Imediatamente, o nosso companheiro
tirou do bolso algumas tiras de papel róseo, o major Eustáquio lançou Mao de
uma, e, guardando-a, começou os seus vaticínios:
- Deixará de existir uma
folha vespertina. Surgirá outra, de grande formato e de pequena duração.
- Um golpe rude sofrerá o
comércio, coma fuga, para o exterior, de três comerciantes. Grandes prejuízos
na praça.
- No mesmo dia, diversos
sentenciados evadir-se-ão, assim como alguns doidos do Hospício São Pedro. Esse
fato colocará em pânico a população desta capital, por muitos dias.
- Haverá uma grande
inundação no Guaíba, causando enormes prejuízos.
- Um sportsman* querido e
vitorioso em vários campeonatos terá um fim tristíssimo, em plena arena.
- Será roubado,
misteriosamente, um riquíssimo negociante.
- A atual crise política
preocupará, seriamente, a população desta cidade, trazendo em constante sobressalto
muita gente graúda.
- Este ano será por demais
aziago para muitos operários devido ao incêndio de diversas fábricas.
- Os que mourejam na
imprensa não serão muito felizes. Um entrará para o hospício, outro morrerá em
duelo e um terceiro terá que mudar de terra.
- Em plena festa, nos
últimos volteios de uma valsa, morrerá subitamente, um dos rapazes mais smarts*
de Porto Alegre.
- Uma noiva, ao entrar na
igreja, matará o noivo com três punhaladas.
- Os bondes elétricos farão
diversas vítimas: dois padres, um forte capitalista, um militar de alta patente
e um velho funcionário público.
- Desabará um andaime,
matando algumas pessoas.
- Pavoroso incêndio
destruirá três grandes trapiches e alguns armazéns.

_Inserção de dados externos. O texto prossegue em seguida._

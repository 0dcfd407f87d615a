//! Provider-neutral chat completion types.

use async_trait::async_trait;

use crate::error::UpstreamError;

/// Message author as understood by chat completion APIs.
#[derive(Debug, Clone, Copy, PartialEq, Eq)]
pub enum Role {
    System,
    User,
}

/// One message of a completion request.
#[derive(Debug, Clone, PartialEq, Eq)]
pub struct ChatMessage {
    pub role: Role,
    pub content: String,
}

impl ChatMessage {
    pub fn system(content: impl Into<String>) -> Self {
        Self {
            role: Role::System,
            content: content.into(),
        }
    }

    pub fn user(content: impl Into<String>) -> Self {
        Self {
            role: Role::User,
            content: content.into(),
        }
    }
}

/// A completion request. The model is chosen by the provider.
#[derive(Debug, Clone, PartialEq)]
pub struct CompletionRequest {
    pub messages: Vec<ChatMessage>,
    pub temperature: Option<f32>,
}

impl CompletionRequest {
    pub fn new(messages: Vec<ChatMessage>) -> Self {
        Self {
            messages,
            temperature: None,
        }
    }

    pub fn with_temperature(mut self, temperature: f32) -> Self {
        self.temperature = Some(temperature);
        self
    }
}

/// A completed reply.
#[derive(Debug, Clone, PartialEq)]
pub struct CompletionResponse {
    pub content: String,
    pub input_tokens: u64,
    pub output_tokens: u64,
}

/// A chat completion backend bound to one model.
#[async_trait]
pub trait LlmProvider: Send + Sync {
    /// Model identifier sent upstream.
    fn model_name(&self) -> &str;

    /// Run one completion.
    async fn complete(&self, request: CompletionRequest) -> Result<CompletionResponse, UpstreamError>;
}

#[cfg(test)]
mod tests {
    use super::*;

    #[test]
    fn request_builder_sets_temperature() {
        let request = CompletionRequest::new(vec![ChatMessage::user("hi")]).with_temperature(0.7);
        assert_eq!(request.temperature, Some(0.7));
        assert_eq!(request.messages[0].role, Role::User);
    }

    #[test]
    fn new_request_has_no_temperature() {
        let request = CompletionRequest::new(vec![ChatMessage::system("be nice")]);
        assert_eq!(request.temperature, None);
        assert_eq!(request.messages[0].content, "be nice");
    }
}
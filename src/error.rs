//! Error types for the chat responder.

use std::time::Duration;

/// Configuration-related errors.
#[derive(Debug, thiserror::Error)]
pub enum ConfigError {
    #[error("Missing required environment variable: {0}")]
    MissingEnvVar(String),

    #[error("Invalid configuration value for {key}: {message}")]
    InvalidValue { key: String, message: String },
}

/// Delivery and webhook transport errors.
#[derive(Debug, thiserror::Error)]
pub enum ChannelError {
    #[error("Failed to send reply on channel {name}: {reason}")]
    SendFailed { name: String, reason: String },

    #[error("Invalid webhook payload: {0}")]
    InvalidPayload(String),
}

/// Failure of a single upstream completion call.
///
/// Every variant is recoverable: the completion client answers it with the
/// secondary model and, failing that, with the degraded reply.
#[derive(Debug, thiserror::Error)]
pub enum UpstreamError {
    #[error("Model {model} request failed: {reason}")]
    RequestFailed { model: String, reason: String },

    #[error("Model {model} provider error: {reason}")]
    Provider { model: String, reason: String },

    #[error("Invalid response from model {model}: {reason}")]
    InvalidResponse { model: String, reason: String },

    #[error("Model {model} timed out after {timeout:?}")]
    Timeout { model: String, timeout: Duration },
}

impl UpstreamError {
    /// Model that produced the failure.
    pub fn model(&self) -> &str {
        match self {
            Self::RequestFailed { model, .. }
            | Self::Provider { model, .. }
            | Self::InvalidResponse { model, .. }
            | Self::Timeout { model, .. } => model,
        }
    }
}

/// Reasons an inbound event is dropped without a reply.
#[derive(Debug, Clone, PartialEq, Eq, thiserror::Error)]
pub enum PipelineError {
    #[error("Sender {sender:?} is not allowlisted")]
    AccessDenied { sender: Option<String> },

    #[error("Malformed input: {0}")]
    MalformedInput(String),

    #[error("Ignored event: {0}")]
    Ignored(String),
}

/// Game move errors. Shown to the user as a corrective prompt.
#[derive(Debug, Clone, PartialEq, Eq, thiserror::Error)]
pub enum GameError {
    #[error("Guess {input:?} is not a number")]
    NotANumber { input: String },
}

- Conflito entre estudantes
e povo, por questões políticas.
- Haverá greves, arruaças e
os açougueiros cometerão desatinos.
- A magistratura verá
desaparecer alguns de seus membros, sendo dois aposentados.
-
Prejuízos incalculáveis com a destruição de um grande arquivo.
- Em agosto e setembro, os
médicos terão muito que fazer, a fim de debilitarem uma forte epidemia.
- Um automóvel, em
vertiginosa carreira, precipitar-se-á no Guaíba. Morrerá aí uma família
inteira.
- Na doca haverá um
verdadeiro combate entre lenhadores, carroceiros e policiais.
- Na porta de um cinema
haverá um grosso sarilho. Escândalo sem nome.
- Famosa viela, em uma
noite frigidíssima, terá o alargamento sonhado há tanto tempo.
- Desastres de estradas de
ferro fará correr muitas lágrimas.
- Uma tragédia pugentíssima
tornará malsinada, para sempre, uma das ilhas fronteiras.
Nessa altura, o nosso companheiro
horrorizado com todas essas desgraças, prestes a cair sobre nós e já com medo
que o hierofante dissesse que o mundo acabar-se-ia no dia 31 de dezembro deste
ano, como remate a tantos males, foi tratando de retirar-se da residência do
tremendo adivinho, benzendo-se com a canhota e mandando para bem longe a
lembrança que tivera de ouvir do major João Eustáquio.
Entrevista**
publicada no Correio do Povo de 4 de junho de 1913
* Hierofante é o termo usado para
designar os sacerdotes
da alta hierarquia
dos mistérios da Grécia e do Egito. É o sacerdote supremo, que pode ser chamado também de Sumo
Sacerdote. O exemplo mais popular de alguém que pode ser chamado de
Grande Hierofante é o líder supremo da Igreja Católica Apostólica Romana,
o Papa,
também chamado de Sumo Pontífice.
* Sporstman: desportista.
* Smart: polido, esperto,
enfeitado.
** É claro que esta “entrevista”
trata-se de uma grande gozação de algum cronista da época. Os fatos enumerados
acima como tragédias deviam ser comuns na época, início do século XX, na nossa
cidade. Ou, ainda, de uma brincadeira com as “previsões” que Múcio Teixeira***
fazia seguidamente na imprensa.
*** Múcio Scevola Lopes Teixeira
(Porto Alegre,
13 de
setembro de 1857
-
Rio de Janeiro, 8 de agosto
de 1926)
foi um escritor,
jornalista,
diplomata
e poeta
brasileiro.
Nos seus últimos anos, dedicando-se ao ocultismo,
escreveu sob o pseudônimo Barão Ergonte. É patrono de uma das cadeiras da Academia Rio-Grandense de Letras
e da Academia Sul-Mato-Grossense de Letras.
Foi um dos autores mais prolíficos de seu tempo, escrevendo mais de setenta obras,
entre ensaios, romances, dramas e biografias.